Savings and capital formation are essential parts of any economy.  Over the next four years, New Zealand's net debt (private and public sector) is projected to grow to more than our income. New Zealand has produced current account deficits every year since 1973, which implies that national investment has continuously exceeded national savings across both the private public sectors.

 

  1. How do New Zealand savings rates compare with other countries?

 

There are a number of ways of measuring this - and this is something the Working Group will look at in detail. On at least two measures, our challenges are stark: New Zealand's net debt to the rest of the world has increased to almost $180 billion and the country has run a current account deficit every year since 1973.

 

  1. Is the Government committed to changing savings policies after the Working Group reports back?

 

The Government will consider the Working Group's advice when it receives its final report. At this stage, we are not ruling anything in or out - apart from confirming that we will not change entitlements to New Zealand Superannuation and that we will not introduce a broad taxation of capital gains or land.

 

 

 

6.  What timeframe is the Government working to - when will the Working Group report back and will there be changes announced in the Budget next year?

 

The Working Group will hold its first meeting this month. It plans a series of six meetings, before a final working session in December 2010, with interim papers to be made public along the way. The Working Group is scheduled to report to the Minister of Finance in January 2011.

 

  1. Will this lead to compulsory retirement savings?

 

The issue of compulsory retirement savings is just a small part of New Zealand's overall national savings picture.

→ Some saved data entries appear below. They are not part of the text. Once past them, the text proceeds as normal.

use super::{buckets_by_key, Bucket};
use impsort_types::record::ImportRecord;
use impsort_types::strategy::Direction;
use std::cmp::Ordering;

/// Depth reported for package (non-relative) imports.
pub const EXTERNAL_DEPTH: i32 = -1;

/// `-1` for a missing or non-relative path, `0` for `./x`, otherwise the number of `../`
/// occurrences anywhere in the path.
pub fn path_depth(path: Option<&str>) -> i32 {
    let Some(path) = path else {
        return EXTERNAL_DEPTH;
    };
    if path.starts_with("..") {
        return i32::try_from(path.matches("../").count()).unwrap_or(i32::MAX);
    }
    if path.starts_with('.') {
        0
    } else {
        EXTERNAL_DEPTH
    }
}

/// ASC: external first, then deepest to shallowest. DESC: shallowest to deepest, external last.
fn compare_depths(a: i32, b: i32, direction: Direction) -> Ordering {
    let ascending = direction == Direction::Ascending;
    match (a == EXTERNAL_DEPTH, b == EXTERNAL_DEPTH) {
        (true, true) => Ordering::Equal,
        (true, false) if ascending => Ordering::Less,
        (true, false) => Ordering::Greater,
        (false, true) if ascending => Ordering::Greater,
        (false, true) => Ordering::Less,
        (false, false) if ascending => b.cmp(&a),
        (false, false) => a.cmp(&b),
    }
}

fn depth_of(record: &ImportRecord) -> i32 {
    path_depth(record.source.as_deref())
}

pub(super) fn compare(a: &ImportRecord, b: &ImportRecord, direction: Direction) -> Ordering {
    compare_depths(depth_of(a), depth_of(b), direction)
}

pub(super) fn partition<'a>(records: &[&'a ImportRecord], direction: Direction) -> Vec<Bucket<'a>> {
    buckets_by_key(records, depth_of, |a, b| compare_depths(*a, *b, direction))
}
//! Property-based tests for the sort engine.
//!
//! These tests verify that:
//! - Sorting is idempotent for any chain
//! - Identical input produces identical output
//! - Externals never follow internals when grouping is on
//! - Path depth ordering puts packages first, then deepest to shallowest

use impsort_domain::{path_depth, sort_records, Config, EXTERNAL_DEPTH};
use impsort_types::record::ImportRecord;
use impsort_types::strategy::{ChainEntry, Direction, StrategyKind};
use proptest::prelude::*;
use regex::Regex;

fn arb_source() -> impl Strategy<Value = String> {
    prop_oneof![
        prop::string::string_regex(r"[a-z][a-z0-9-]{0,8}").unwrap(),
        prop::string::string_regex(r"@[a-z]{1,4}/[a-z]{1,6}").unwrap(),
        prop::string::string_regex(r"\./[a-z]{1,6}").unwrap(),
        prop::string::string_regex(r"(\.\./){1,3}[a-z]{1,6}(/[a-z]{1,4})?").unwrap(),
        prop::string::string_regex(r"@/[a-z]{1,6}").unwrap(),
    ]
}

fn arb_record() -> impl Strategy<Value = ImportRecord> {
    (
        arb_source(),
        prop::string::string_regex(r"[A-Za-z_][A-Za-z0-9]{0,6}").unwrap(),
    )
        .prop_map(|(source, binding)| {
            let text = format!("import {binding} from '{source}';");
            ImportRecord::new(Some(&source), text, None).with_first_binding(binding)
        })
}

fn arb_records() -> impl Strategy<Value = Vec<ImportRecord>> {
    prop::collection::vec(arb_record(), 0..12)
}

fn arb_entry() -> impl Strategy<Value = ChainEntry> {
    (
        prop::sample::select(StrategyKind::KNOWN.to_vec()),
        prop::bool::ANY,
    )
        .prop_map(|(strategy, asc)| {
            let direction = if asc {
                Direction::Ascending
            } else {
                Direction::Descending
            };
            ChainEntry::new(strategy, direction)
        })
}

fn arb_config() -> impl Strategy<Value = Config> {
    (prop::bool::ANY, prop::collection::vec(arb_entry(), 1..5)).prop_map(|(groups, chain)| {
        Config::new(
            groups,
            Regex::new(impsort_domain::DEFAULT_INTERNAL_PATTERN).unwrap(),
            chain,
            false,
        )
    })
}

fn texts(records: &[ImportRecord]) -> Vec<String> {
    records.iter().map(|r| r.text.clone()).collect()
}

proptest! {
    /// Sorting already-sorted records changes nothing.
    #[test]
    fn sort_is_idempotent(records in arb_records(), config in arb_config()) {
        let once = sort_records(&records, &config);
        let twice = sort_records(&once, &config);
        prop_assert_eq!(texts(&once), texts(&twice));
    }

    /// Same input, same output.
    #[test]
    fn sort_is_deterministic(records in arb_records(), config in arb_config()) {
        prop_assert_eq!(
            sort_records(&records, &config),
            sort_records(&records, &config)
        );
    }

    /// Output is a permutation of the input.
    #[test]
    fn sort_keeps_every_record(records in arb_records(), config in arb_config()) {
        let mut before = texts(&records);
        let mut after = texts(&sort_records(&records, &config));
        before.sort();
        after.sort();
        prop_assert_eq!(before, after);
    }

    /// With grouping on, no external import follows an internal one.
    #[test]
    fn externals_precede_internals(records in arb_records(), config in arb_config()) {
        prop_assume!(config.group_external_internal());
        let sorted = sort_records(&records, &config);
        let first_internal = sorted.iter().position(|r| config.is_internal(r));
        if let Some(first_internal) = first_internal {
            prop_assert!(sorted[first_internal..].iter().all(|r| config.is_internal(r)));
        }
    }

    /// Ascending path depth: packages first, then deeper paths before shallower ones.
    #[test]
    fn path_depth_ascending_order(records in arb_records()) {
        let config = Config::new(
            false,
            Regex::new(impsort_domain::DEFAULT_INTERNAL_PATTERN).unwrap(),
            vec![ChainEntry::asc(StrategyKind::PathDepth)],
            false,
        );
        let depths: Vec<i32> = sort_records(&records, &config)
            .iter()
            .map(|r| path_depth(r.source.as_deref()))
            .collect();

        let packages = depths.iter().take_while(|&&d| d == EXTERNAL_DEPTH).count();
        let relative = &depths[packages..];
        prop_assert!(relative.iter().all(|&d| d != EXTERNAL_DEPTH));
        prop_assert!(relative.windows(2).all(|w| w[0] >= w[1]));
    }

    /// Descending path depth: shallowest relative paths first, packages last.
    #[test]
    fn path_depth_descending_order(records in arb_records()) {
        let config = Config::new(
            false,
            Regex::new(impsort_domain::DEFAULT_INTERNAL_PATTERN).unwrap(),
            vec![ChainEntry::desc(StrategyKind::PathDepth)],
            false,
        );
        let depths: Vec<i32> = sort_records(&records, &config)
            .iter()
            .map(|r| path_depth(r.source.as_deref()))
            .collect();

        let relative = depths.iter().take_while(|&&d| d != EXTERNAL_DEPTH).count();
        prop_assert!(depths[..relative].windows(2).all(|w| w[0] <= w[1]));
        prop_assert!(depths[relative..].iter().all(|&d| d == EXTERNAL_DEPTH));
    }
}
use super::{buckets_by_key, Bucket};
use impsort_types::record::ImportRecord;
use impsort_types::strategy::Direction;
use std::cmp::Ordering;

/// Statement length in UTF-16 code units, the unit editors and JS hosts report.
fn line_length(record: &ImportRecord) -> usize {
    record.text.encode_utf16().count()
}

pub(super) fn compare(a: &ImportRecord, b: &ImportRecord, direction: Direction) -> Ordering {
    direction.apply(line_length(a).cmp(&line_length(b)))
}

pub(super) fn partition<'a>(records: &[&'a ImportRecord], direction: Direction) -> Vec<Bucket<'a>> {
    buckets_by_key(records, line_length, |a, b| direction.apply(a.cmp(b)))
}
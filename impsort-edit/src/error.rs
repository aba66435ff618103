//! Error types for impsort-edit.
//!
//! This module defines error types that distinguish between:
//! - Blocks (exit code 2): the file changed on disk since it was checked
//! - Runtime errors (exit code 1): invalid edits, I/O errors

use thiserror::Error;

/// The top-level error type for impsort-edit operations.
#[derive(Debug, Error)]
pub enum EditError {
    /// An edit cannot be applied to the text it targets (exit code 1).
    #[error("invalid edit: {0}")]
    InvalidEdit(#[from] InvalidEditError),

    /// The file's content hash no longer matches the one captured before fixing (exit code 2).
    #[error("precondition mismatch: {message}")]
    PreconditionMismatch {
        /// Which file changed, with expected and actual digests.
        message: String,
    },

    /// A runtime/tool error occurred (exit code 1).
    #[error("runtime error: {0}")]
    Runtime(#[from] anyhow::Error),
}

/// Why a set of edits was rejected. Nothing is applied when any edit is invalid.
#[derive(Debug, Clone, PartialEq, Eq, Error)]
pub enum InvalidEditError {
    #[error("range {start}..{end} is outside a text of {len} bytes")]
    OutOfBounds { start: usize, end: usize, len: usize },

    #[error("offset {offset} is not on a UTF-8 character boundary")]
    NotCharBoundary { offset: usize },

    #[error("range {first_start}..{first_end} overlaps {second_start}..{second_end}")]
    Overlapping {
        first_start: usize,
        first_end: usize,
        second_start: usize,
        second_end: usize,
    },
}

impl EditError {
    /// Returns true if the file changed underneath us (exit code 2).
    pub fn is_precondition_mismatch(&self) -> bool {
        matches!(self, EditError::PreconditionMismatch { .. })
    }

    /// Returns the recommended exit code for this error.
    pub fn exit_code(&self) -> u8 {
        match self {
            EditError::PreconditionMismatch { .. } => 2,
            EditError::InvalidEdit(_) | EditError::Runtime(_) => 1,
        }
    }
}

/// Result type alias using EditError.
pub type EditResult<T> = Result<T, EditError>;

#[cfg(test)]
mod tests {
    use super::{EditError, InvalidEditError};

    #[test]
    fn precondition_mismatch_reports_exit_code_2() {
        let err = EditError::PreconditionMismatch {
            message: "src/app.ts changed".to_string(),
        };
        assert!(err.is_precondition_mismatch());
        assert_eq!(err.exit_code(), 2);
        assert!(err.to_string().contains("precondition mismatch"));
    }

    #[test]
    fn runtime_error_reports_exit_code_1() {
        let err = EditError::from(anyhow::anyhow!("boom"));
        assert!(!err.is_precondition_mismatch());
        assert_eq!(err.exit_code(), 1);
        assert!(err.to_string().contains("runtime error"));
    }

    #[test]
    fn invalid_edit_display_includes_range() {
        let err = EditError::from(InvalidEditError::OutOfBounds {
            start: 4,
            end: 40,
            len: 10,
        });
        assert_eq!(err.exit_code(), 1);
        assert_eq!(
            err.to_string(),
            "invalid edit: range 4..40 is outside a text of 10 bytes"
        );
    }
}
//! Identifier newtypes.

use serde::{Deserialize, Serialize};
use std::fmt;

/// Engine-wide monotonic order identifier. Monotonicity engine-wide implies
/// monotonicity within every symbol.
#[derive(Debug, Clone, Copy, PartialEq, Eq, Hash, PartialOrd, Ord, Serialize, Deserialize)]
#[serde(transparent)]
pub struct OrderId(pub u64);

impl fmt::Display for OrderId {
    fn fmt(&self, f: &mut fmt::Formatter<'_>) -> fmt::Result {
        write!(f, "{}", self.0)
    }
}

macro_rules! string_id {
    ($(#[$doc:meta])* $name:ident) => {
        $(#[$doc])*
        #[derive(
            Debug, Clone, PartialEq, Eq, Hash, PartialOrd, Ord, Serialize, Deserialize,
        )]
        #[serde(transparent)]
        pub struct $name(pub String);

        impl $name {
            /// Wraps the given value.
            pub fn new(value: impl Into<String>) -> Self {
                Self(value.into())
            }

            /// Borrows the inner string.
            pub fn as_str(&self) -> &str {
                &self.0
            }
        }

        impl fmt::Display for $name {
            fn fmt(&self, f: &mut fmt::Formatter<'_>) -> fmt::Result {
                f.write_str(&self.0)
            }
        }

        impl From<&str> for $name {
            fn from(value: &str) -> Self {
                Self(value.to_string())
            }
        }
    };
}

string_id!(
    /// A participant (account) identifier.
    ParticipantId
);
string_id!(
    /// An asset identifier, e.g. `"USD"` or `"DEC"`.
    AssetId
);
string_id!(
    /// A trading symbol, e.g. `"DEC/USD"`.
    Symbol
);
string_id!(
    /// An optional client-assigned order identifier, unique per participant
    /// among active orders.
    ClientOrderId
);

The Government is focused first and foremost on comprehensively understanding the wide range of savings and investment issues facing New Zealand. At this stage, we are not commenting on specific ideas that might come out of this debate.

 

  1. What will this mean for taxpayer-funded New Zealand Superannuation?

 

There will be no changes to either the age of entitlement or payment levels of New Zealand Superannuation. The Government has already committed to keeping existing arrangements in place.

 

  1. Could further tax changes be part of any savings package?

 

We have asked the Working Group to look at the impact of the tax system, particularly the taxation of income from savings and investment on the level and composition of national savings and investment decisions. In particular, the Group will consider the case for moving to a dual income tax system, where labour and savings and investment income might be taxed at different rates. It will also look at indexation or part indexation of the tax system so that real, rather than nominal, savings and investment income is taxed.

 

  1. Will the Working Group exercise influence Government decisions around contributions to the New Zealand Superannuation Fund?

 

No - this exercise is about increasing national savings. As we've said, borrowing to invest in the Super Fund does not increase national savings - it simply changes the mix of the Crown's balance sheet. Contributions to the Superannuation Fund will resume when budget surpluses permit. 

 

  1. How much will the Working Group cost?

 

The cost of members' fees will be about $70,000 and there will be additional operating and salary costs of the secretariat supporting the Working Group. All of these costs will be met from within the existing budget baselines of Treasury, with staff contributed from the Reserve Bank, Inland Revenue Department and Statistics New Zealand."